Mrs. Kelley remembers her husband as an emotional man with great empathy. What might he have said to friends grieving a loss such as the Kelleys’? “He would have been the type that was crying with them … there’s not much you can say.” And her family deals with their loss the way they know Mr. Kelley would have–privately. “I have never gone to any of these ceremonies that they’ve had. I don’t know if that’s good or bad, but my children and I don’t go. We know for sure that Fred wouldn’t go, and I guess we know that we don’t have to make ourselves go. And we’re pretty close as a family unit, so I think we feel that that’s the best–comfort each other.” Though their loss is profound, Mrs. Kelley says, “I think we’ve managed to move on. Maybe it’s made us stronger people. Maybe it tells you what’s more important in life than what you may have thought earlier, before this happened.”

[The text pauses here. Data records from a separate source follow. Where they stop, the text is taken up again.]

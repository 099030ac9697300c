use crate::domain::model::{ChunkRange, Hashes, RemoteItem};
use crate::domain::ports::{ByteStream, RemoteStore, UploadRequest};
use crate::store::chunked::upload_in_chunks;
use crate::utils::cancel::cancellable;
use crate::utils::error::{DriveError, Result};
use async_trait::async_trait;
use base64::{engine::general_purpose::STANDARD, Engine as _};
use bytes::Bytes;
use chrono::Utc;
use sha1::{Digest, Sha1};
use std::collections::HashMap;
use std::io::Cursor;
use std::sync::atomic::{AtomicU32, Ordering};
use std::sync::{Mutex, MutexGuard};
use tokio_util::sync::CancellationToken;

pub const ROOT_ID: &str = "root";
const ROOT_PATH: &str = "/drive/root:";

#[derive(Debug)]
struct Node {
    item: RemoteItem,
    content: Option<Vec<u8>>,
    children: Vec<String>,
}

#[derive(Debug)]
struct State {
    nodes: HashMap<String, Node>,
    next_id: u64,
}

/// In-process drive with the same observable behavior as the HTTP client.
///
/// Items created through [`MemoryStore::insert_placeholder`] have no content;
/// downloading them yields `DriveError::ContentNotAvailable`.
#[derive(Debug)]
pub struct MemoryStore {
    state: Mutex<State>,
    pending_chunk_failures: AtomicU32,
    chunk_attempts: AtomicU32,
}

impl Default for MemoryStore {
    fn default() -> Self {
        Self::new()
    }
}

impl MemoryStore {
    pub fn new() -> Self {
        let root = Node {
            item: RemoteItem::folder(ROOT_ID, "root"),
            content: None,
            children: Vec::new(),
        };

        let mut nodes = HashMap::new();
        nodes.insert(ROOT_ID.to_string(), root);

        Self {
            state: Mutex::new(State { nodes, next_id: 1 }),
            pending_chunk_failures: AtomicU32::new(0),
            chunk_attempts: AtomicU32::new(0),
        }
    }

    pub fn root_item(&self) -> Result<RemoteItem> {
        let state = self.lock()?;
        Ok(state.node(ROOT_ID)?.item.clone())
    }

    pub fn insert_folder(&self, parent_id: &str, name: &str) -> Result<RemoteItem> {
        let mut state = self.lock()?;
        state.insert(parent_id, name, None, true)
    }

    pub fn insert_file(&self, parent_id: &str, name: &str, content: &[u8]) -> Result<RemoteItem> {
        let mut state = self.lock()?;
        state.insert(parent_id, name, Some(content.to_vec()), false)
    }

    /// A file-shaped item with no content, like a link or a cloud-only stub.
    pub fn insert_placeholder(&self, parent_id: &str, name: &str) -> Result<RemoteItem> {
        let mut state = self.lock()?;
        state.insert(parent_id, name, None, false)
    }

    pub fn content(&self, id: &str) -> Option<Vec<u8>> {
        let state = self.state.lock().ok()?;
        state.nodes.get(id)?.content.clone()
    }

    pub fn contains(&self, id: &str) -> bool {
        self.state
            .lock()
            .map(|state| state.nodes.contains_key(id))
            .unwrap_or(false)
    }

    /// Make the next `count` chunk transfers fail with a transient 503.
    pub fn inject_chunk_failures(&self, count: u32) {
        self.pending_chunk_failures.store(count, Ordering::SeqCst);
    }

    /// Chunk transfers attempted so far, failed ones included.
    pub fn chunk_attempts(&self) -> u32 {
        self.chunk_attempts.load(Ordering::SeqCst)
    }

    fn lock(&self) -> Result<MutexGuard<'_, State>> {
        self.state.lock().map_err(|_| DriveError::UnexpectedResponse {
            message: "memory store state is poisoned".to_string(),
        })
    }

    fn take_injected_failure(&self) -> bool {
        self.pending_chunk_failures
            .fetch_update(Ordering::SeqCst, Ordering::SeqCst, |n| n.checked_sub(1))
            .is_ok()
    }

    fn receive_chunk(
        &self,
        buffer: &mut Vec<u8>,
        range: ChunkRange,
        data: &Bytes,
    ) -> Result<()> {
        self.chunk_attempts.fetch_add(1, Ordering::SeqCst);
        if self.take_injected_failure() {
            return Err(DriveError::Remote {
                status: 503,
                code: "serviceNotAvailable".to_string(),
                message: format!("injected failure for {}", range.content_range()),
            });
        }

        let start = range.offset as usize;
        let end = start + data.len();
        if buffer.len() < end {
            buffer.resize(end, 0);
        }
        buffer[start..end].copy_from_slice(data);
        Ok(())
    }

    /// Store one chunk and commit the file once the last one arrives.
    fn accept_chunk(
        &self,
        buffer: &Mutex<Vec<u8>>,
        parent_id: &str,
        name: &str,
        range: ChunkRange,
        data: &Bytes,
    ) -> Result<Option<RemoteItem>> {
        let mut received = buffer.lock().map_err(|_| DriveError::UnexpectedResponse {
            message: "upload buffer is poisoned".to_string(),
        })?;
        self.receive_chunk(&mut received, range, data)?;

        if range.is_last() {
            let content = std::mem::take(&mut *received);
            self.commit_upload(parent_id, name, content).map(Some)
        } else {
            Ok(None)
        }
    }

    fn commit_upload(&self, parent_id: &str, name: &str, content: Vec<u8>) -> Result<RemoteItem> {
        let mut state = self.lock()?;
        state.put_file(parent_id, name, content)
    }
}

impl State {
    fn node(&self, id: &str) -> Result<&Node> {
        self.nodes.get(id).ok_or_else(|| not_found(id))
    }

    fn folder(&self, id: &str) -> Result<&Node> {
        let node = self.node(id)?;
        if !node.item.is_folder() {
            return Err(DriveError::Remote {
                status: 400,
                code: "invalidRequest".to_string(),
                message: format!("Item '{}' is not a folder", node.item.name),
            });
        }
        Ok(node)
    }

    fn child_named(&self, parent_id: &str, name: &str) -> Option<&Node> {
        self.nodes.get(parent_id)?.children.iter().find_map(|id| {
            self.nodes
                .get(id)
                .filter(|node| node.item.name.eq_ignore_ascii_case(name))
        })
    }

    fn path_for_children_of(&self, parent_id: &str) -> Result<String> {
        let parent = self.node(parent_id)?;
        Ok(match parent.item.parent_path() {
            None => ROOT_PATH.to_string(),
            Some(path) => format!("{}/{}", path, parent.item.name),
        })
    }

    fn insert(
        &mut self,
        parent_id: &str,
        name: &str,
        content: Option<Vec<u8>>,
        is_folder: bool,
    ) -> Result<RemoteItem> {
        self.folder(parent_id)?;
        if self.child_named(parent_id, name).is_some() {
            return Err(DriveError::Remote {
                status: 409,
                code: "nameAlreadyExists".to_string(),
                message: format!("An item named '{}' already exists", name),
            });
        }

        let id = format!("item-{}", self.next_id);
        self.next_id += 1;

        let parent_path = self.path_for_children_of(parent_id)?;
        let item = match (is_folder, &content) {
            (true, _) => RemoteItem::folder(&id, name),
            (false, Some(bytes)) => {
                RemoteItem::file(&id, name, bytes.len() as u64).with_hashes(hashes_of(bytes))
            }
            (false, None) => RemoteItem::file(&id, name, 0),
        };
        let item = item.with_parent(parent_id, parent_path);

        self.nodes.insert(
            id.clone(),
            Node {
                item: item.clone(),
                content,
                children: Vec::new(),
            },
        );
        if let Some(parent) = self.nodes.get_mut(parent_id) {
            parent.children.push(id);
        }
        Ok(item)
    }

    /// Upload semantics: an existing file with the same name is replaced.
    fn put_file(&mut self, parent_id: &str, name: &str, content: Vec<u8>) -> Result<RemoteItem> {
        let existing = self
            .child_named(parent_id, name)
            .map(|node| (node.item.id.clone(), node.item.is_folder()));

        match existing {
            Some((_, true)) => Err(DriveError::Remote {
                status: 409,
                code: "nameAlreadyExists".to_string(),
                message: format!("A folder named '{}' already exists", name),
            }),
            Some((id, false)) => {
                let node = self.nodes.get_mut(&id).ok_or_else(|| not_found(&id))?;
                node.item.size = content.len() as u64;
                node.item.last_modified_date_time = Utc::now();
                node.item = node.item.clone().with_hashes(hashes_of(&content));
                node.content = Some(content);
                Ok(node.item.clone())
            }
            None => self.insert(parent_id, name, Some(content), false),
        }
    }

    fn remove(&mut self, id: &str) -> Result<()> {
        let node = self.nodes.remove(id).ok_or_else(|| not_found(id))?;
        for child in node.children {
            self.remove(&child)?;
        }
        if let Some(parent_id) = node.item.parent_reference.and_then(|p| p.id) {
            if let Some(parent) = self.nodes.get_mut(&parent_id) {
                parent.children.retain(|c| c != id);
            }
        }
        Ok(())
    }
}

fn not_found(id: &str) -> DriveError {
    DriveError::Remote {
        status: 404,
        code: "itemNotFound".to_string(),
        message: format!("Item '{}' does not exist", id),
    }
}

fn hashes_of(content: &[u8]) -> Hashes {
    Hashes {
        sha1_hash: Some(STANDARD.encode(Sha1::digest(content))),
        crc32_hash: Some(STANDARD.encode(crc32fast::hash(content).to_be_bytes())),
    }
}

#[async_trait]
impl RemoteStore for MemoryStore {
    async fn get_item(&self, path: &str, ct: &CancellationToken) -> Result<Option<RemoteItem>> {
        cancellable(ct, async {
            let state = self.lock()?;
            let mut current = state.node(ROOT_ID)?;
            for segment in path.split('/').filter(|s| !s.is_empty()) {
                match state.child_named(&current.item.id, segment) {
                    Some(child) => current = child,
                    None => return Ok(None),
                }
            }
            Ok(Some(current.item.clone()))
        })
        .await
    }

    async fn list_children(
        &self,
        item: &RemoteItem,
        ct: &CancellationToken,
    ) -> Result<Vec<RemoteItem>> {
        cancellable(ct, async {
            let state = self.lock()?;
            let node = state.node(&item.id)?;
            Ok(node
                .children
                .iter()
                .filter_map(|id| state.nodes.get(id))
                .map(|child| child.item.clone())
                .collect())
        })
        .await
    }

    async fn delete(&self, item: &RemoteItem, ct: &CancellationToken) -> Result<()> {
        cancellable(ct, async {
            if item.id == ROOT_ID {
                return Err(DriveError::Remote {
                    status: 403,
                    code: "accessDenied".to_string(),
                    message: "The root folder cannot be deleted".to_string(),
                });
            }
            self.lock()?.remove(&item.id)
        })
        .await
    }

    async fn download(&self, item: &RemoteItem, ct: &CancellationToken) -> Result<ByteStream> {
        cancellable(ct, async {
            let state = self.lock()?;
            let node = state.node(&item.id)?;
            if node.item.is_folder() {
                return Err(DriveError::Remote {
                    status: 400,
                    code: "invalidRequest".to_string(),
                    message: "Folders cannot be downloaded".to_string(),
                });
            }
            match &node.content {
                Some(content) => Ok(Box::pin(Cursor::new(content.clone())) as ByteStream),
                None => Err(DriveError::ContentNotAvailable),
            }
        })
        .await
    }

    async fn upload_file(
        &self,
        parent: &RemoteItem,
        request: UploadRequest<'_>,
        ct: &CancellationToken,
    ) -> Result<RemoteItem> {
        {
            let state = self.lock()?;
            state.folder(&parent.id)?;
        }

        let name = request.name.to_string();
        if request.length == 0 {
            return cancellable(ct, async { self.commit_upload(&parent.id, &name, Vec::new()) })
                .await;
        }

        // grows chunk by chunk; the declared length is not trusted up front
        let buffer = Mutex::new(Vec::new());
        let buffer = &buffer;
        let parent_id = parent.id.as_str();
        let name = name.as_str();
        upload_in_chunks(request, ct, move |range, data| async move {
            self.accept_chunk(buffer, parent_id, name, range, &data)
        })
        .await
    }

    async fn create_folder(
        &self,
        parent: &RemoteItem,
        name: &str,
        ct: &CancellationToken,
    ) -> Result<RemoteItem> {
        cancellable(ct, async { self.lock()?.insert(&parent.id, name, None, true) }).await
    }
}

Religion was important to Fred Kelley, a Catholic. “I can honestly say, I think, as he got older, it became more important to him. I guess that’s not unusual.” She says, regarding her children, “Hopefully he’s guiding them. He was a lot less intense than I … he was a more happy-go-lucky person, you know. The kids would go to him to talk about troubles more than me, because they knew I took it so seriously. So I’m sure they’re missing that a lot. And they’re stuck with me … I have wonderful children. They have been so supportive and wonderful; it’s been a great reward.” One ceremony that the family does attend is the mass held on Septemer 11 in their parish, Church of St. Patrick. “For many years, you don’t take it in. You just take it day by day. It’s a shock that I think your brain just can’t take in, and maybe still hasn’t, really.” Is the public’s response appropriate, given that most of us cannot know what the families went through? “I don’t think anybody who hasn’t gone through it would understand. You know, it’s just too unbelievable that it ever happened. And I think this is a very hard time of the year, of course. Very hard. But again, I get through it with my family. And I have very close friends that have been wonderful, truly wonderful, so I’m grateful for that too … that’s the only way I get through it, is family and friends.”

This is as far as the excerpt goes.